Friday, January 20, 2017

Friendship Chocolate

i broke yesterday.

I called my dad sobbing uncontrollably and told him I didn't want to be a nurse anymore. There's too much death. Too much suffering. Too many people who treat nurses like dirt. Every day I go to work is another family's worst nightmare. It's the day their nightmares become reality. It's most often the day their lives change forever, unexpectedly. 

I was feeling especially incompetent and frustrated. My patient who was completely capable of eating and taking medications was flat out refusing to do so. I spent most of my day coaxing him to eat, making him protein shakes to get some sort of caloric intake. I spoon fed him. I tried appetite stimulants.  I explained the reality of a feeding tube if he wouldn't increase his intake. Still, he'd pocket his pills like a chipmunk and spit them out. He refused food. He refused to cooperate period. 

I just don't understand. How can someone who is so capable just not care? I have patients dying to live in the neighboring rooms. And here he is playing possum with the nurse for two hours about taking medications. Here he is refusing care. 

I felt like a failure. I felt like a waste of time. 

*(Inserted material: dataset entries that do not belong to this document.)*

#![allow(dead_code)]

use std::collections::HashMap;
use std::time::{Duration, Instant};

use parking_lot::Mutex;
use vitrine_compose::RenderedDocument;
use vitrine_dashboard::{CommandError, CommandOutput, CommandRunner, CommandSpec, ViewLayer};
use vitrine_primitives::{RegionMap, SessionId};

/// View remembering the last document of every session.
#[derive(Default)]
pub struct MemoryView {
	pub documents: Mutex<HashMap<SessionId, RenderedDocument>>,
	pub applied: Mutex<Vec<SessionId>>,
	pub closed: Mutex<Vec<SessionId>>,
}

impl MemoryView {
	pub fn text(&self, session: SessionId) -> Option<String> {
		self.documents.lock().get(&session).map(|doc| doc.text().to_string())
	}
}

impl ViewLayer for MemoryView {
	fn apply_document(&self, session: SessionId, document: &RenderedDocument, _previous: &RegionMap) {
		self.documents.lock().insert(session, document.clone());
		self.applied.lock().push(session);
	}

	fn on_close(&self, session: SessionId) {
		self.documents.lock().remove(&session);
		self.closed.lock().push(session);
	}
}

/// Runner answering from a fixed table of command lines.
#[derive(Default)]
pub struct ScriptedRunner {
	pub responses: Mutex<HashMap<String, Result<String, String>>>,
	pub calls: Mutex<Vec<String>>,
}

impl ScriptedRunner {
	pub fn respond(self, command: &str, stdout: &str) -> Self {
		self.responses.lock().insert(command.to_string(), Ok(stdout.to_string()));
		self
	}

	pub fn fail(self, command: &str, message: &str) -> Self {
		self.responses.lock().insert(command.to_string(), Err(message.to_string()));
		self
	}

	pub fn calls(&self) -> Vec<String> {
		self.calls.lock().clone()
	}
}

impl CommandRunner for ScriptedRunner {
	fn run(&self, spec: &CommandSpec) -> Result<CommandOutput, CommandError> {
		let line = spec.to_string();
		self.calls.lock().push(line.clone());
		match self.responses.lock().get(&line) {
			Some(Ok(stdout)) => Ok(CommandOutput {
				stdout: stdout.clone(),
				..CommandOutput::default()
			}),
			Some(Err(message)) => Err(CommandError::new(spec, message.clone())),
			None => Err(CommandError::new(spec, format!("unexpected command `{line}`"))),
		}
	}
}

/// Polls `check` until it holds or five seconds pass.
pub fn wait_until(mut check: impl FnMut() -> bool) -> bool {
	let deadline = Instant::now() + Duration::from_secs(5);
	while Instant::now() < deadline {
		if check() {
			return true;
		}
		std::thread::sleep(Duration::from_millis(5));
	}
	check()
}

But today was different. Today a little girl, that I have learned to love the past 21 days, came to visit her grand dad in the hospital. Her family and I have grown close over the course of his stay. And when her face lights up, I know why I chose to be a nurse. I know why I choose to put on my scrubs and come into work day after day, even when it's sad. Even when it's hard. Even when I think I can't take it anymore. Every day I show up to work I have the chance to make someone feel loved and important.  I remember how much of a difference I felt I made in that little girl's life when she visited her grand dad for the first time. The ICU is a scary place for an 8 year old little girl. We did everything we could think of to make the hospital a pleasant place to be. Even to the smallest details. Needless to say, she took it well. She was so excited to come back and visit her favorite nurse Jessie. 

Today that little girl offered me some chocolate. There were only two left after she had shared them with every nurse on the unit. And I took one, and she took the other. Now we have friendship chocolates. And when she eats these chocolates she'll remember her friend nurse Jessie, and when I eat them I'll think of her.

I taped it to my locker door.



And when I see it I'll remember the sunshine in her soul and how much love I felt for one little person. I'm so glad I'm a nurse, because I met her.